(Collected data)
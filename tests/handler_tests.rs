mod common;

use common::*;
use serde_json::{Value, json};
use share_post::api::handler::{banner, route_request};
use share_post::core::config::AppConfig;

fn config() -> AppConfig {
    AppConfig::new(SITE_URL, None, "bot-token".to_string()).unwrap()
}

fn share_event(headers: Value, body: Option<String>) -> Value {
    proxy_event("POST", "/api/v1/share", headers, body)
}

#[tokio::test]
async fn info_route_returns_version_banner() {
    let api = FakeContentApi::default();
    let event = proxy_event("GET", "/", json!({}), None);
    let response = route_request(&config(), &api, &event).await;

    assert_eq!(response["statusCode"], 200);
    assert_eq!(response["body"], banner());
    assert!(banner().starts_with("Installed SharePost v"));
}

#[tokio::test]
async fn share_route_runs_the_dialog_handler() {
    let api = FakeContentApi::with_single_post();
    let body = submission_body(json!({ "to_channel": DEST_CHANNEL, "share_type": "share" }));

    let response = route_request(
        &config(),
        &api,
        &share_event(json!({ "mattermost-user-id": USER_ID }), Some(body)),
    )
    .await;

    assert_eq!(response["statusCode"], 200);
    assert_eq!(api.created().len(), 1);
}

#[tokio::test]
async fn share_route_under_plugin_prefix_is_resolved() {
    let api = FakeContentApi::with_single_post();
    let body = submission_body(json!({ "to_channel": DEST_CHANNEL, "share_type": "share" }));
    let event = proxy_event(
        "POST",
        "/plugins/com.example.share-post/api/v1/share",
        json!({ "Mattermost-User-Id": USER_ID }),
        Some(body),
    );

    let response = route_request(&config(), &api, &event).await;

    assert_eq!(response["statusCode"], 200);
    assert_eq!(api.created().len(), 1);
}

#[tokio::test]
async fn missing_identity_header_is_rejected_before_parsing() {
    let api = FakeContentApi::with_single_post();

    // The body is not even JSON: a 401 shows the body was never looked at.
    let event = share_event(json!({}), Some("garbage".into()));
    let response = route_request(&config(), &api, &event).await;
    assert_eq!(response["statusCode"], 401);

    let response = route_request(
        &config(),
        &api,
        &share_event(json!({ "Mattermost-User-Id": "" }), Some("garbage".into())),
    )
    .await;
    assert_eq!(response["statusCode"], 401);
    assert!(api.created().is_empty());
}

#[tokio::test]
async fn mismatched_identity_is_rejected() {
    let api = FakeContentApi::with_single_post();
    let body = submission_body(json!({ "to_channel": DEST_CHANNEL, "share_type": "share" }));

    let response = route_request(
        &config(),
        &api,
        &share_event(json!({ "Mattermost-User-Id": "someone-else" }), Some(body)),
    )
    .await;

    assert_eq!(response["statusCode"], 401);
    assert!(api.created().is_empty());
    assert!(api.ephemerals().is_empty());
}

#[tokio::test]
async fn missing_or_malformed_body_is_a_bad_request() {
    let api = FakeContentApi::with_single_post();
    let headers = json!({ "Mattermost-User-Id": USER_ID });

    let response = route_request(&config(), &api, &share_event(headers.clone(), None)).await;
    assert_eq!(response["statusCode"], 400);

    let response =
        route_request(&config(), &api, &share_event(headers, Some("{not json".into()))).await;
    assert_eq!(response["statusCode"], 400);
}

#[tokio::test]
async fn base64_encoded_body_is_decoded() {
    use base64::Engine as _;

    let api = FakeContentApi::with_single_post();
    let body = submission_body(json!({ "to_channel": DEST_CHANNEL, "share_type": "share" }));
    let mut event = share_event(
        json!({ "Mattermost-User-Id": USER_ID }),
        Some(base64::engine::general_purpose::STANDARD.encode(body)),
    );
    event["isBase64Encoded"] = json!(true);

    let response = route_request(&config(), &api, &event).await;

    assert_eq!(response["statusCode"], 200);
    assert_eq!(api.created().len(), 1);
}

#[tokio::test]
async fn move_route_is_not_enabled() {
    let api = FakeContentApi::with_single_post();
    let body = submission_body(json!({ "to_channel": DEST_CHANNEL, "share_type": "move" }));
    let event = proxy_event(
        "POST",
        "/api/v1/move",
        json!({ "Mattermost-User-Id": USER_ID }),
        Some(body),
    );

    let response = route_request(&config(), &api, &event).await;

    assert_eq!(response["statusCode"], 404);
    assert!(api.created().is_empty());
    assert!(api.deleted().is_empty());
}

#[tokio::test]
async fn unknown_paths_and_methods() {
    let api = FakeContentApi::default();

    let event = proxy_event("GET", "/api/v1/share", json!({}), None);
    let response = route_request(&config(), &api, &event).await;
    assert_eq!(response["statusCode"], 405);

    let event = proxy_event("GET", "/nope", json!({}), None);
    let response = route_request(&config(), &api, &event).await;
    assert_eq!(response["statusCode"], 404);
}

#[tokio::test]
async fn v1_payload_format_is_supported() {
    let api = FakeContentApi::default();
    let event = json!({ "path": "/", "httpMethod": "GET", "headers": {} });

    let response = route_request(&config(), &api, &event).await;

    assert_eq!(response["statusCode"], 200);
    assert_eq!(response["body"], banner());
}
---
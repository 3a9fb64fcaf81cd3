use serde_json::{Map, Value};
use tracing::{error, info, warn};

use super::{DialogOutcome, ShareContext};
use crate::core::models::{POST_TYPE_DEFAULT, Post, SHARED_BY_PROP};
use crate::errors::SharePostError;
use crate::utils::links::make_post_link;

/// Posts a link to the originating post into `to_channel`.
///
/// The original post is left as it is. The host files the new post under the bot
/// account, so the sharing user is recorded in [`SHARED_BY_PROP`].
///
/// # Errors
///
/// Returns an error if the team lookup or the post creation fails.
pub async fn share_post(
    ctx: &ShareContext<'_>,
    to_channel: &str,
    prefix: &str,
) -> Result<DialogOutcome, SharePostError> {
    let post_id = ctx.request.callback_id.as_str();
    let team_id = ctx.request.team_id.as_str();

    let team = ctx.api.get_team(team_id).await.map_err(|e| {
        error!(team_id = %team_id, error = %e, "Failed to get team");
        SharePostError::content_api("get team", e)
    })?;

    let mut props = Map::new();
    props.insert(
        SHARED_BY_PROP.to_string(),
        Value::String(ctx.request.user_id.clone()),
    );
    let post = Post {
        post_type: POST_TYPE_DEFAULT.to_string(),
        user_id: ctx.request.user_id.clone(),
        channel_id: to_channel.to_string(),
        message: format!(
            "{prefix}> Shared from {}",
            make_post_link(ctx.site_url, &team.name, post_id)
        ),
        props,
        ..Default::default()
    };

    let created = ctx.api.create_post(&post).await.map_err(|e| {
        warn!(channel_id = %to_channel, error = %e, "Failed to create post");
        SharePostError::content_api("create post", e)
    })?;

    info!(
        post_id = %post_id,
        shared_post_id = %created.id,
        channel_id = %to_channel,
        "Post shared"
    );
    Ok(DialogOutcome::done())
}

How to complete this task: Reproduce each line of the data containing the word "DialogOutcome".

Response to the task:
use super::{DialogOutcome, ShareContext};
) -> Result<DialogOutcome, SharePostError> {
    Ok(DialogOutcome::done())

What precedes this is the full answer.